Une heure et demi plus tard, Chapman croise Lennon, l’album Double Fantasy à la main, ainsi que le bic en plastique noir qu’il a acheté le matin. Il a également emporté avec lui un exemplaire de L’Attrape-c£urs, le roman de J.D. Salinger pour lequel il a développé une obsession malsaine. Chapman s’identifie complètement au personnage principal, Holden Caulfield, et à son combat contre le monde hypocrite des adultes. Et pour lui, Lennon le milliardaire qui chante Working Class Hero et demande, dans Imagine, un monde sIans possessions, est un de ces hypocrites, un « phony ». Comme il a décidé de ne plus parler, après le meurtre, il écrira dans le livre: « Voilà ma déclaration. »

Lorsqu’il se retrouve aux côtés de John, Chapman est comme paralysé. Il ne dit rien. Lennon comprend que l’homme veut un autographe et griffonne  » John Lennon 1980 » sur la photo illustrant la pochette, dans le cou blanc de Yoko. « C’est tout ce que vous voulez? » Chapman se tait toujours, confirmant juste par un signe de tête. Paul Goresh photographie la scène. Chapman est aux anges mais aussi soucieux de l’image qu’il donne. Il offre 50 dollars à Goresh pour une impression rapide.
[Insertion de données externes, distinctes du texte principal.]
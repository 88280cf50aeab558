//! Plan model: ordered transformation steps and their operations.

mod ops;
mod step;

pub use ops::{CoerceTarget, FillStrategy, ScaleMethod, StepOp};
pub use step::{Plan, Step};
Au dixième étage du studio situé au 321 de la 44e rue ouest, John et Yoko travaillent pendant des heures au mix de Walking On Thin Ice. L’espace est passablement réduit, les murs sont entièrement couverts de bois et le plafond a une forme pyramidale. Peu après 6 heures, Frederic Seaman, leur secrétaire privé, apporte un vieil enregistrement de It Happened, un morceau de Yoko datant de 1974 qui doit figurer en face B de Walking On Thin Ice. Lennon rêve que sa femme soit enfin reconnue comme la grande musicienne qu’il voit en elle. Il est enchanté par le résultat et dit, à la fin de la session: « Je pense que tu viens tout juste d’enregistrer ton premier hit, Yoko. «  En 2003, il aura encore raison: un remix de ce titre fait de l’ombre à Madonna et Justin Timberlake dans les US Dance Charts.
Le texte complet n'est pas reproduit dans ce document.